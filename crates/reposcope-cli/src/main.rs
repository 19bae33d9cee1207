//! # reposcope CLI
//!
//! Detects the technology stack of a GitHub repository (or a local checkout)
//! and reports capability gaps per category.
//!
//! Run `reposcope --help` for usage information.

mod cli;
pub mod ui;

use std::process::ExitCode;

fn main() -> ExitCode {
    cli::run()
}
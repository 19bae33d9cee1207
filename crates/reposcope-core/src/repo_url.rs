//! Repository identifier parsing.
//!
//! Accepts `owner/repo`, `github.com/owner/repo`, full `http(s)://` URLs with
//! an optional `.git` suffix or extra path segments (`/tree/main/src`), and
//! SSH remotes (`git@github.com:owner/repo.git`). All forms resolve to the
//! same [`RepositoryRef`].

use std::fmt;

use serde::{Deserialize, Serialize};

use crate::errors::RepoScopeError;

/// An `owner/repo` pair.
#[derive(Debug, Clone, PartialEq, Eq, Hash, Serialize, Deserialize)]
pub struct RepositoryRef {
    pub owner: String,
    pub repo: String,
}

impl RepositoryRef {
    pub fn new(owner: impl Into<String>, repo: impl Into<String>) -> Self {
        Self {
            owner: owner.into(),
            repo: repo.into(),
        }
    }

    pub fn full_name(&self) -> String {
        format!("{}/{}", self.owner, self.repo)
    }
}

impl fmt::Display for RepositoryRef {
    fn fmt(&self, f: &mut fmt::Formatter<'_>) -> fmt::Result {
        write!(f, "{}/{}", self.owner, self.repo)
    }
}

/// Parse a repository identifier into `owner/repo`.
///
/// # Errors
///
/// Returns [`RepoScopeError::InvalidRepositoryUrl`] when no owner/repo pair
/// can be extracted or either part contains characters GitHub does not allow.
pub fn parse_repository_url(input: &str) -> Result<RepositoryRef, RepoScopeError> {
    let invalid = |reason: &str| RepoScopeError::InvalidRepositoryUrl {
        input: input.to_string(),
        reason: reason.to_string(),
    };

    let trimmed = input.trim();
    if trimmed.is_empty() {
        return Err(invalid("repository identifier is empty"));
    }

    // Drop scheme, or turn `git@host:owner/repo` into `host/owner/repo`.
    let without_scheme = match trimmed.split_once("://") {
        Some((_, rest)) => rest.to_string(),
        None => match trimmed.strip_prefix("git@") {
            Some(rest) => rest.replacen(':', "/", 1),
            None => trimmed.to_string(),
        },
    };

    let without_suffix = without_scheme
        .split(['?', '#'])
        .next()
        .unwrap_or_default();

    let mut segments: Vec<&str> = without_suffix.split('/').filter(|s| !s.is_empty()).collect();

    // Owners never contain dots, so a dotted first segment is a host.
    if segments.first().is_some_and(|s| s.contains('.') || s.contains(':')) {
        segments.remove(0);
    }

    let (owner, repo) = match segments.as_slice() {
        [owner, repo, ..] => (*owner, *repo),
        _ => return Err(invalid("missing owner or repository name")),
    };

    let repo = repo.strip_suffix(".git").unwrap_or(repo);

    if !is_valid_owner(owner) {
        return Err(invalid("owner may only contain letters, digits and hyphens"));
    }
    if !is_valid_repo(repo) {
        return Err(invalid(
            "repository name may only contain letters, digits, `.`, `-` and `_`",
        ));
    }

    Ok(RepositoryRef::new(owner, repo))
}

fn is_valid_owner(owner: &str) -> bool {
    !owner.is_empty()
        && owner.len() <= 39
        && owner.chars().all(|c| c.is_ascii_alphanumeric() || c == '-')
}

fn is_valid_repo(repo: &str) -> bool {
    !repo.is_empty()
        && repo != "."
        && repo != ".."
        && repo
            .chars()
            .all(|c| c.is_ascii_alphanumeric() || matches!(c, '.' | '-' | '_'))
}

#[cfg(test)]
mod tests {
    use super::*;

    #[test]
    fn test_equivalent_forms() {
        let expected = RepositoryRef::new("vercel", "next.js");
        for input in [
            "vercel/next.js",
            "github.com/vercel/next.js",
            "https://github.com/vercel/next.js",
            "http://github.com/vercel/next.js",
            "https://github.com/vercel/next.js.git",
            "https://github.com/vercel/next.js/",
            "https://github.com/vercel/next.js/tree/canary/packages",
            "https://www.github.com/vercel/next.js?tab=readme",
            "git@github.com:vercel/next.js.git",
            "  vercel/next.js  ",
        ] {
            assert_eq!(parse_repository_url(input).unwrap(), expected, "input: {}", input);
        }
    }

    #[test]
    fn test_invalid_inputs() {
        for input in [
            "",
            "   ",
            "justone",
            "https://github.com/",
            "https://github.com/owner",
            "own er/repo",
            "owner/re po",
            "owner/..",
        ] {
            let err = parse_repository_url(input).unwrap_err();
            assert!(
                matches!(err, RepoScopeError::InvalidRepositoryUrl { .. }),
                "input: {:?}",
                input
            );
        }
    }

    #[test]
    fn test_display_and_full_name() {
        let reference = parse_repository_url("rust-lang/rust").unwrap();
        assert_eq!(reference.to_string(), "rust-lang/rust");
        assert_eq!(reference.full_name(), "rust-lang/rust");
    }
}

• EXERCISE INSTRUCTIONS
After locating the line that contains "pub mod ui;", please copy exactly every line from the start of the records through it, and nothing else.

• FINAL ANSWER
filename crates/reposcope-cli/src/main.rs
repository 19bae33d9cee1207
//! # reposcope CLI
//!
//! Detects the technology stack of a GitHub repository (or a local checkout)
//! and reports capability gaps per category.
//!
//! Run `reposcope --help` for usage information.

mod cli;
pub mod ui;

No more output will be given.